## WORK REQUIRED
Filter the material below so that only lines containing "NextService" remain.

## RECORDS FOR PROCESSING

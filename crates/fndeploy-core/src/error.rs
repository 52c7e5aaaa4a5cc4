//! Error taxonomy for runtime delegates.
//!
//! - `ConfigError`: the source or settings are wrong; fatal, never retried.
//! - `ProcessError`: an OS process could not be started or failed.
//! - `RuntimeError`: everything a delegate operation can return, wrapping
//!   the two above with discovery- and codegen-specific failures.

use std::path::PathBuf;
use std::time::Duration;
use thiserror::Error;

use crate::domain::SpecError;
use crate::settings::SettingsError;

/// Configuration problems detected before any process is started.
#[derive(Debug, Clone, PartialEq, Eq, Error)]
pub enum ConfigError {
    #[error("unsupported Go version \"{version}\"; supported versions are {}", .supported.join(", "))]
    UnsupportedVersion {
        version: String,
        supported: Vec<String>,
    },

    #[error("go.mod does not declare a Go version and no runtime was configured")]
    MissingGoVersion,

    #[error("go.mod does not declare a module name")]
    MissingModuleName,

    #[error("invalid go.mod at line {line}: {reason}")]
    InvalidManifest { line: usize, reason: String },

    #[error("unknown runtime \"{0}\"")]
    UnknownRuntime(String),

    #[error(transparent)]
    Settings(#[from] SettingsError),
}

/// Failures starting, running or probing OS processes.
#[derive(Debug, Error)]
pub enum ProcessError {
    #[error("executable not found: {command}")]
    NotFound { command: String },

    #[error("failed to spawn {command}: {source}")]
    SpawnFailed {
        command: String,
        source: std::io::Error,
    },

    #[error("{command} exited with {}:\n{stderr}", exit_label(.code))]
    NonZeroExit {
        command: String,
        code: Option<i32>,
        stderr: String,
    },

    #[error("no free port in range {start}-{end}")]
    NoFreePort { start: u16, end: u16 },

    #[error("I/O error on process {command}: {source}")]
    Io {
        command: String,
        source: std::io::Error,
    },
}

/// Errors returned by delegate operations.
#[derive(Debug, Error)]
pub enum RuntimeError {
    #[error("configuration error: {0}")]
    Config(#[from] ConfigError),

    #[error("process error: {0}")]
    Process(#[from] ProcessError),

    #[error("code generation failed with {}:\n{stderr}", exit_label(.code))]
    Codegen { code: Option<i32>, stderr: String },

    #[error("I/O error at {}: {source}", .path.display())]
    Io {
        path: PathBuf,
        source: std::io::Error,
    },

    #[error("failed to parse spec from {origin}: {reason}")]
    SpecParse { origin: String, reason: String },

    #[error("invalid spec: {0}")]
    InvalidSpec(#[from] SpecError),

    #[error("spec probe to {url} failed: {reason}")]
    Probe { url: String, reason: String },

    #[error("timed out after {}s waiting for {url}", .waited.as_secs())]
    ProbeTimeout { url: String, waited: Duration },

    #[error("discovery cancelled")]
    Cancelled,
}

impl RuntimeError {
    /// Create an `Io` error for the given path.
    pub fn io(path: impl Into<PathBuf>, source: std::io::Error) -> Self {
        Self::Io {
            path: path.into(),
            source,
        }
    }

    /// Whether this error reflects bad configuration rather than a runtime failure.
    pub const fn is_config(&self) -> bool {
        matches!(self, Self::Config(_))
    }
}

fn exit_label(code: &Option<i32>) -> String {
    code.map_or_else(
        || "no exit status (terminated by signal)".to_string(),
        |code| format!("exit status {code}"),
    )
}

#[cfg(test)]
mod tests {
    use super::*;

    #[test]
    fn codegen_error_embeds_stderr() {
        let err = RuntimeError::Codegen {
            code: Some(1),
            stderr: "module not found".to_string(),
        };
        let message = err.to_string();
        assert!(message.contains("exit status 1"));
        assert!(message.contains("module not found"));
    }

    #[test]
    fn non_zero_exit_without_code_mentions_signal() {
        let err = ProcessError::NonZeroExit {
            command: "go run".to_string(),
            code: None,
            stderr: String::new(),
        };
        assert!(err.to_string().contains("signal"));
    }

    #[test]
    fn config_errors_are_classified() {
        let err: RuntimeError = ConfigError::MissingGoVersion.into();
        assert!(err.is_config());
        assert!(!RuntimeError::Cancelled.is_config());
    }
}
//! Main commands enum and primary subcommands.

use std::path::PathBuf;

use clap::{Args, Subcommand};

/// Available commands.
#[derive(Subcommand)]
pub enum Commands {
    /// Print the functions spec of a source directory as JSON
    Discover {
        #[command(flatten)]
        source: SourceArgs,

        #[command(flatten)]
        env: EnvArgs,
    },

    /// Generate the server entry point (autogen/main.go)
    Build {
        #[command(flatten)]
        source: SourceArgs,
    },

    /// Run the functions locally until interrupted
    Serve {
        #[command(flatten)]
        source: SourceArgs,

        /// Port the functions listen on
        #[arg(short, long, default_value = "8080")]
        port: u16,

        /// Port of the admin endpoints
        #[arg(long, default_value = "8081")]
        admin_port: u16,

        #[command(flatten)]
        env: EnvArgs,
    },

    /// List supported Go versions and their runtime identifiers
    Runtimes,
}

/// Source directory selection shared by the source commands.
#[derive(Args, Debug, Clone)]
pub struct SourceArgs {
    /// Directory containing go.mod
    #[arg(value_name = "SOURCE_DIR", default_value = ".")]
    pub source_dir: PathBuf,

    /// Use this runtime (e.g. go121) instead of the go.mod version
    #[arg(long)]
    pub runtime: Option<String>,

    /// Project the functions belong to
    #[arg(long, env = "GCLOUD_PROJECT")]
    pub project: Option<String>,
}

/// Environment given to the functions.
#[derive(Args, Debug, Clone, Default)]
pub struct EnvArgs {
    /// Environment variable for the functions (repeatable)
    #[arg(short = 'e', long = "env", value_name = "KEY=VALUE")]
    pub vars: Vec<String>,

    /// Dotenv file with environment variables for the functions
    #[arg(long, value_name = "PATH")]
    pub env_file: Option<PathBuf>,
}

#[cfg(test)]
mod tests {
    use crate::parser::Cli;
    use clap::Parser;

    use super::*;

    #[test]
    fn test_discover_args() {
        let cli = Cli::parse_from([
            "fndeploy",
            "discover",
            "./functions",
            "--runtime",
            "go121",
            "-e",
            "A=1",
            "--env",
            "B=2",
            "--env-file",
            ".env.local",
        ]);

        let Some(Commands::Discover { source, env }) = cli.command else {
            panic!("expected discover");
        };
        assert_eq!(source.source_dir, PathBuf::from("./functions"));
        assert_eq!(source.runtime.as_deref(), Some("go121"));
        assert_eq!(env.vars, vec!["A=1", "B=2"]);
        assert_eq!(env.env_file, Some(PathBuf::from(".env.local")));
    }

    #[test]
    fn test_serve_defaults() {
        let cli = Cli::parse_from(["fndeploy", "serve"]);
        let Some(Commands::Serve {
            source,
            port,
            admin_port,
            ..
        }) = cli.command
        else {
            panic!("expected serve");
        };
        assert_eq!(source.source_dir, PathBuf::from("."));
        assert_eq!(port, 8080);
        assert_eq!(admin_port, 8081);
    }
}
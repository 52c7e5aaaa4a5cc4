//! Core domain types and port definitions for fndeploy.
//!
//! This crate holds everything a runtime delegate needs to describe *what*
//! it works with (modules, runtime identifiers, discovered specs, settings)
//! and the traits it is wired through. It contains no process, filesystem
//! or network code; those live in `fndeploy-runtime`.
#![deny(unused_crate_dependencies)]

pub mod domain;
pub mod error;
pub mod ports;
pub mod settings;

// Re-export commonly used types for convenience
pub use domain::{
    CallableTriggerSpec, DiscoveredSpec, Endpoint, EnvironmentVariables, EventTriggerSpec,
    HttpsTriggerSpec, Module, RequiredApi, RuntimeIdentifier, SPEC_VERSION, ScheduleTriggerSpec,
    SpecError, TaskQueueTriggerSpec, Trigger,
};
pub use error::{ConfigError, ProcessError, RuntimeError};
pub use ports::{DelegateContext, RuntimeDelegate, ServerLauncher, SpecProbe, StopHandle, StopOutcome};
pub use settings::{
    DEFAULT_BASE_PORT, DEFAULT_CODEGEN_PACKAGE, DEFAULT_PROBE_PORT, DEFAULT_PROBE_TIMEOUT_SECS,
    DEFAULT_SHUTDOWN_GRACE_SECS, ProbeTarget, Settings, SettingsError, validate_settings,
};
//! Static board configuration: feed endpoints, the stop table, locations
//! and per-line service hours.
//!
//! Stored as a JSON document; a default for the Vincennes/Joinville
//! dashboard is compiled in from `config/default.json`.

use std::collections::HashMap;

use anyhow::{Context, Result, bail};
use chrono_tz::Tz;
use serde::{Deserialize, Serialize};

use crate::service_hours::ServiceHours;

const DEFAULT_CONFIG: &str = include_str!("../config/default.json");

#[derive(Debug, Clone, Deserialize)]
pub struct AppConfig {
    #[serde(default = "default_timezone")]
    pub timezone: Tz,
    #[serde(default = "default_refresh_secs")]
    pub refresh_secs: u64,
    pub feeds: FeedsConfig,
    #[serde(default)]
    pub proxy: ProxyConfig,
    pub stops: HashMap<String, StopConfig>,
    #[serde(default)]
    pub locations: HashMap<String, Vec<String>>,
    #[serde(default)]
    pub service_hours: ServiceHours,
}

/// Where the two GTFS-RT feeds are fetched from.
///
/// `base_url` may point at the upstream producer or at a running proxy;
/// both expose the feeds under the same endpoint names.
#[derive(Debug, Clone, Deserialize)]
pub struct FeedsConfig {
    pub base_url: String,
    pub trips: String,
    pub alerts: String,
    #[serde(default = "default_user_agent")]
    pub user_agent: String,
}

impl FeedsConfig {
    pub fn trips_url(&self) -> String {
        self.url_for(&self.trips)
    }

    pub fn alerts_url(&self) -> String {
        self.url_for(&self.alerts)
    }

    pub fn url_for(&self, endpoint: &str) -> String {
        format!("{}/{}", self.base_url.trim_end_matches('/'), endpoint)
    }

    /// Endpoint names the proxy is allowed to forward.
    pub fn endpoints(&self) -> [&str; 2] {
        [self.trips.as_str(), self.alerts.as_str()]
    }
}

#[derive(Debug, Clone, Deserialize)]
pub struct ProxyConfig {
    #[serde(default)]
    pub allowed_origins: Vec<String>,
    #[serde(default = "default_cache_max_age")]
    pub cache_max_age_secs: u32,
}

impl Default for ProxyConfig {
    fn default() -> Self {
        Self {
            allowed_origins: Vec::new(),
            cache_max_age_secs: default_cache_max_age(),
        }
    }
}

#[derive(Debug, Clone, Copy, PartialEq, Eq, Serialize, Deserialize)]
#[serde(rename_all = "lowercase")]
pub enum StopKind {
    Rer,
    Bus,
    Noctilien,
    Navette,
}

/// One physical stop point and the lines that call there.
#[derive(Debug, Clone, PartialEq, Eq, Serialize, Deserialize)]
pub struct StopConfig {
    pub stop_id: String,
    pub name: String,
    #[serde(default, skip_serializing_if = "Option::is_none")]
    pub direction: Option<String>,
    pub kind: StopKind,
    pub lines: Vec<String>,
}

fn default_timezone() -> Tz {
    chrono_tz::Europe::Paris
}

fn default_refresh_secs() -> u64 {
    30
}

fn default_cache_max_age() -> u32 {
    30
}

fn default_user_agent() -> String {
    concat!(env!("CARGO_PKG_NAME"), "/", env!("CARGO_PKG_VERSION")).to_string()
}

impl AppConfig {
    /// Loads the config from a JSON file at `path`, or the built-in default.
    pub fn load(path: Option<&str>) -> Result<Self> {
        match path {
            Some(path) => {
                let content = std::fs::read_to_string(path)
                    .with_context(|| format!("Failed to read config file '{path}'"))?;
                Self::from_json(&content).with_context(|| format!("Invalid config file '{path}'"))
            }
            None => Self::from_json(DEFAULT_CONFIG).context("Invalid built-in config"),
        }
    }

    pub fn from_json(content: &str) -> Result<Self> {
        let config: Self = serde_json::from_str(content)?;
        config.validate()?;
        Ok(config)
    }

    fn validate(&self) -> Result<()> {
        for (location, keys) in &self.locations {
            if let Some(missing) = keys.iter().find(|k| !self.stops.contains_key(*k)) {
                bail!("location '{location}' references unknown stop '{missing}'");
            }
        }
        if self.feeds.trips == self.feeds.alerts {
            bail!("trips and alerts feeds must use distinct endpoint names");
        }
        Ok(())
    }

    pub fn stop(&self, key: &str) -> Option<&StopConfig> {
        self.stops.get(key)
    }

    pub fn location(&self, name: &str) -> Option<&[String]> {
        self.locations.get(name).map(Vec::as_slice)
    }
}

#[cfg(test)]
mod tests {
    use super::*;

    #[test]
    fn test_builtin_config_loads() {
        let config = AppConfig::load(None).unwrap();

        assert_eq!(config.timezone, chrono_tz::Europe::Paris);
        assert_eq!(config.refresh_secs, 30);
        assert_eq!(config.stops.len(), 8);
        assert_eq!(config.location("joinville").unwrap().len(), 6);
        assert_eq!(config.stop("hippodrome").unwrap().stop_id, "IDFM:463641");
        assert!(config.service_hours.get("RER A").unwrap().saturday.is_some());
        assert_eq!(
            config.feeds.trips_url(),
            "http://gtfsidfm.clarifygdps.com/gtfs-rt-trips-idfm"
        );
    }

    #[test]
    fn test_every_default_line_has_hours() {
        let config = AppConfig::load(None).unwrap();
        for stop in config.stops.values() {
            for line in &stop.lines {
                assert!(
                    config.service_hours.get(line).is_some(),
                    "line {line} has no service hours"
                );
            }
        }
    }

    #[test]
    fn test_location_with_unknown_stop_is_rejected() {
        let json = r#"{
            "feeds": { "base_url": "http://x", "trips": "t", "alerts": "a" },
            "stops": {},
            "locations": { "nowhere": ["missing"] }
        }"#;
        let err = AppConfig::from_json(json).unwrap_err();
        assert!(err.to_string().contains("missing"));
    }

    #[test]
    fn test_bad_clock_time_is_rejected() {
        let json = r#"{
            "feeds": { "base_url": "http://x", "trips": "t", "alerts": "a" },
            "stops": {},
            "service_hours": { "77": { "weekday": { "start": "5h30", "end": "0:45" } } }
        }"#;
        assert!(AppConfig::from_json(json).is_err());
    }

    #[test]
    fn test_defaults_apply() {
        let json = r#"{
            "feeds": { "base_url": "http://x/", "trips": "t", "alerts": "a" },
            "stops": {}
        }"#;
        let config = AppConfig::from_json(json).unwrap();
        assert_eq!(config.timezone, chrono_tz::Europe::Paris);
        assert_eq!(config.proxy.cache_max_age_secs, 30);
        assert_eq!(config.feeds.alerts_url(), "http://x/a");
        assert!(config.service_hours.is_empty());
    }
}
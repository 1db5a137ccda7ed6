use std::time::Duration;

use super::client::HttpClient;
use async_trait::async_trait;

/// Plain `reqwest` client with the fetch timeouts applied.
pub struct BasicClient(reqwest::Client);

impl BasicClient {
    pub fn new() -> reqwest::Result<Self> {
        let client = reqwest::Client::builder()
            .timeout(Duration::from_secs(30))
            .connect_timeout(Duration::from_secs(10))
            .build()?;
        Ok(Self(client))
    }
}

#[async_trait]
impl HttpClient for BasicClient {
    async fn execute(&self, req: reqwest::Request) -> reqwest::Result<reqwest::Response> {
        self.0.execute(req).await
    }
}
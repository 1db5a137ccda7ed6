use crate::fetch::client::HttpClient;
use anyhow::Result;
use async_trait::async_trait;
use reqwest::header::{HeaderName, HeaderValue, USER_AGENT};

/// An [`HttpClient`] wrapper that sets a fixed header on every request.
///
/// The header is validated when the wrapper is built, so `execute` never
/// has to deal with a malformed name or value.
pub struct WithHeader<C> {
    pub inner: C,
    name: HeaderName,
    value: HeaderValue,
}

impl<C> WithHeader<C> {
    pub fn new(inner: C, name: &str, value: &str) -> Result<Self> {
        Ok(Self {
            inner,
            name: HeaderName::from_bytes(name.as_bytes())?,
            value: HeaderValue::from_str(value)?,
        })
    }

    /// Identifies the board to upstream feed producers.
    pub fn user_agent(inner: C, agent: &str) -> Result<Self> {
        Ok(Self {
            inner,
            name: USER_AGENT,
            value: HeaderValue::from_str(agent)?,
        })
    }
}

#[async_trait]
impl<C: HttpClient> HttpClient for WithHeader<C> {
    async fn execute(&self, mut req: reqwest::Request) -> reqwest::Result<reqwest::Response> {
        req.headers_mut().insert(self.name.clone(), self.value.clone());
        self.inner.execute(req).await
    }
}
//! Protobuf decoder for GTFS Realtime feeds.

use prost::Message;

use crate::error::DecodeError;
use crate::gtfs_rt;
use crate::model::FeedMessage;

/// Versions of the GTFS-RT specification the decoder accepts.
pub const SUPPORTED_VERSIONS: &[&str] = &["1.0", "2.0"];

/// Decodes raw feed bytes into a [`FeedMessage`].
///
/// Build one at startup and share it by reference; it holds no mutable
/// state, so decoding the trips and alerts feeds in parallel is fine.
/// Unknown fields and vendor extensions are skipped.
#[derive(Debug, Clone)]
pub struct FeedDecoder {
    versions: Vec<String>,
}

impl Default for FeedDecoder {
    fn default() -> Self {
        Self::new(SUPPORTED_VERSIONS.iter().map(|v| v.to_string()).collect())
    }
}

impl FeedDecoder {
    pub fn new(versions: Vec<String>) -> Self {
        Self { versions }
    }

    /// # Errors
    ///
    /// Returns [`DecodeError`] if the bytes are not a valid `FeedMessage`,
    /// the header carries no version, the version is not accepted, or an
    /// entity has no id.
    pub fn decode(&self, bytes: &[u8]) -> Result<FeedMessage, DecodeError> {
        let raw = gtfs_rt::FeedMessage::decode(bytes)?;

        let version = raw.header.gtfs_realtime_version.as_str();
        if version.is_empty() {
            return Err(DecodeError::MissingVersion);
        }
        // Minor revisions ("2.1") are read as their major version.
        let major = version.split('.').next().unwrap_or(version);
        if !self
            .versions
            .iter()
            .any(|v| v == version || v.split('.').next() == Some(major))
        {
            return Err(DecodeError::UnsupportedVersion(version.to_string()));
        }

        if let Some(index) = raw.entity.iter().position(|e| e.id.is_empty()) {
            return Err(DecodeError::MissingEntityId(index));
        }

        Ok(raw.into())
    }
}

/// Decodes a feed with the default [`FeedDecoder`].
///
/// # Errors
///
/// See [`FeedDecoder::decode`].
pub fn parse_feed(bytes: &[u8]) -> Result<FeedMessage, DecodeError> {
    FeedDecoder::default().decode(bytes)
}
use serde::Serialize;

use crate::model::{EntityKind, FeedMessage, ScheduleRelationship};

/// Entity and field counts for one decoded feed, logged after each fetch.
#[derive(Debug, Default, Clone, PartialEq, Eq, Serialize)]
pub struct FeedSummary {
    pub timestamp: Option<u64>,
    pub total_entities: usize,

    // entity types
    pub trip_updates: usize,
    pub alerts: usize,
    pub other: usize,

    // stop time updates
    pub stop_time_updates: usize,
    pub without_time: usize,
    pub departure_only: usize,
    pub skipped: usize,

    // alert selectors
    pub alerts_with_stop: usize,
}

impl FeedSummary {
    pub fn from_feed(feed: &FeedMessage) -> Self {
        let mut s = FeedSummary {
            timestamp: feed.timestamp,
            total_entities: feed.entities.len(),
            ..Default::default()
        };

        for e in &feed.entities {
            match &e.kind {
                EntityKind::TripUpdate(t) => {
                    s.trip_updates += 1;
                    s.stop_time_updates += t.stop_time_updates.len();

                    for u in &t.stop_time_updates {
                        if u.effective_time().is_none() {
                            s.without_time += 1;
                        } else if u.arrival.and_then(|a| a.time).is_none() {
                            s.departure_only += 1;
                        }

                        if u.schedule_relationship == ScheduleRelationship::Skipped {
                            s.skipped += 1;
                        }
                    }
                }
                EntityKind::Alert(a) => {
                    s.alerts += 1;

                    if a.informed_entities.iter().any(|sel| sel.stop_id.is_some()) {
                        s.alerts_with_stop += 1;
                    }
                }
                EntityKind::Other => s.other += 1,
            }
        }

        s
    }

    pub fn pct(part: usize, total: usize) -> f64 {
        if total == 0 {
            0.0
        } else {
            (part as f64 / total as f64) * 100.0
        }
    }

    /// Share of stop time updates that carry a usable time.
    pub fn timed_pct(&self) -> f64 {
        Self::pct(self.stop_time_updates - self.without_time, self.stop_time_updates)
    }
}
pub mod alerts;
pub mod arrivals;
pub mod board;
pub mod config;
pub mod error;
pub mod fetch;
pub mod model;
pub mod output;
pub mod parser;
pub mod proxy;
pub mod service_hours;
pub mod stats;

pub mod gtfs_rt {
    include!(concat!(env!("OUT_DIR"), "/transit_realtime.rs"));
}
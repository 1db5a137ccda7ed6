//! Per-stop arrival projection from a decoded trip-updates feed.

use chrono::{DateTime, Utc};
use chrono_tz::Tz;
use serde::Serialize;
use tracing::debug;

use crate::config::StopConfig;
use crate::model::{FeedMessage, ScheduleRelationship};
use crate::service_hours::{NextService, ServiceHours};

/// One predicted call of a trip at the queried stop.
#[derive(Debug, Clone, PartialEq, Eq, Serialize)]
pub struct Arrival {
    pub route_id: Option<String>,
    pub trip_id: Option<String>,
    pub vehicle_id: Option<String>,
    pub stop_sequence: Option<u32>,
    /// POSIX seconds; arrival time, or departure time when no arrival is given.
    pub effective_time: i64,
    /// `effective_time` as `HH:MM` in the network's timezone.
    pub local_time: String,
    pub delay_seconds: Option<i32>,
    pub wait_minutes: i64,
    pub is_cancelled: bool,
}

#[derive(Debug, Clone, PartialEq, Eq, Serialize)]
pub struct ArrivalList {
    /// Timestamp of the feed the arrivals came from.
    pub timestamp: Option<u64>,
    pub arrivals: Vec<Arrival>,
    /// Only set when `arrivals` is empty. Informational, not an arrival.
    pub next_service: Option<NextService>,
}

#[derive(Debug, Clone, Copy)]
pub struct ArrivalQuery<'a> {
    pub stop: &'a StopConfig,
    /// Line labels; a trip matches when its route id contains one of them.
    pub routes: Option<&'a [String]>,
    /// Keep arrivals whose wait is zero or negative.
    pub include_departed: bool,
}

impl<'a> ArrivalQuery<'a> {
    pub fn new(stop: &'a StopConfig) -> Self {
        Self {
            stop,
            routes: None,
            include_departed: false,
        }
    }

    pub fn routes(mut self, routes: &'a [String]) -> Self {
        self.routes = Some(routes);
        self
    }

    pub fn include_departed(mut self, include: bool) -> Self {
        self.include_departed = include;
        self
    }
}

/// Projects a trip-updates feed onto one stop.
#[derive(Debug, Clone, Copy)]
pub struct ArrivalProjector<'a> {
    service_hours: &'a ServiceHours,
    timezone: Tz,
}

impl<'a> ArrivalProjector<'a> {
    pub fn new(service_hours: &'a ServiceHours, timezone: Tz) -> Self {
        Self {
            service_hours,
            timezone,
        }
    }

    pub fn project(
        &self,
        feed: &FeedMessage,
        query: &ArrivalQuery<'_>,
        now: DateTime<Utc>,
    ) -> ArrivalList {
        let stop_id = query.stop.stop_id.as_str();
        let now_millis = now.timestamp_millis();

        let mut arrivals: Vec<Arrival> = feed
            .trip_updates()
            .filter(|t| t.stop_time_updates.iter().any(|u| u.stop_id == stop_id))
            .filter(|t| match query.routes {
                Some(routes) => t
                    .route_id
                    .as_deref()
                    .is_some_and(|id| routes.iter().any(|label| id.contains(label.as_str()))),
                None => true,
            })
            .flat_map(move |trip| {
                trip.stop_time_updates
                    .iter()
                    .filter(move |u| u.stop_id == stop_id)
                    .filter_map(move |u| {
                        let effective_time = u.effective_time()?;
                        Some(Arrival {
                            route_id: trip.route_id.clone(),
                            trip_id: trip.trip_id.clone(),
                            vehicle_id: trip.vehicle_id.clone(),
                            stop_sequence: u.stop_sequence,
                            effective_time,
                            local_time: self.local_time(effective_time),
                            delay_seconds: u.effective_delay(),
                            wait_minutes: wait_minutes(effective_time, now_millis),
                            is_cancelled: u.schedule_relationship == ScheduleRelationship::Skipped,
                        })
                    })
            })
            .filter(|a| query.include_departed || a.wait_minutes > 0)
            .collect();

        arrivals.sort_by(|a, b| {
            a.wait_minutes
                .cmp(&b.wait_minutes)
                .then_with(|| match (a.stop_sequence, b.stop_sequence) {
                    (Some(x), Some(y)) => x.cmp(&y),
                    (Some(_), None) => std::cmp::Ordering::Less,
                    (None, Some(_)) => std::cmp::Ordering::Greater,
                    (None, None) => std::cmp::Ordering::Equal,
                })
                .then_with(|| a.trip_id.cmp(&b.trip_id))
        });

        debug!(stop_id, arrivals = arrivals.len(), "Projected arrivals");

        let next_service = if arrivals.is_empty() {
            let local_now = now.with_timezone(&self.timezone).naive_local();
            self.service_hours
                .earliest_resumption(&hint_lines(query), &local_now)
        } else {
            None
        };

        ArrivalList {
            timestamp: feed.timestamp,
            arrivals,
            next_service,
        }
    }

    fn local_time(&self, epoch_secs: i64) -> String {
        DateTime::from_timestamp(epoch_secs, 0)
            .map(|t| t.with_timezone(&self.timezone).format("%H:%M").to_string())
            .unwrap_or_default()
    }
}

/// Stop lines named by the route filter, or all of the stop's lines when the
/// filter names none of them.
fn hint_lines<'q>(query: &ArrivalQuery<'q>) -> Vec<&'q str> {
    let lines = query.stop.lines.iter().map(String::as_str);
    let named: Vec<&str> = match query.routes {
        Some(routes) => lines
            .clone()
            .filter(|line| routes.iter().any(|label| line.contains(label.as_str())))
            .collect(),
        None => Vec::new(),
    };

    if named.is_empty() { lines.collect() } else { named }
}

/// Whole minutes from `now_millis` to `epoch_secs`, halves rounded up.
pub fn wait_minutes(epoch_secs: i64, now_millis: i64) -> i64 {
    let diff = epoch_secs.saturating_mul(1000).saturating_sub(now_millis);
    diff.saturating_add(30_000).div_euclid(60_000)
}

## OUTPUT FOR THIS EXERCISE
use crate::service_hours::{NextService, ServiceHours};
    pub next_service: Option<NextService>,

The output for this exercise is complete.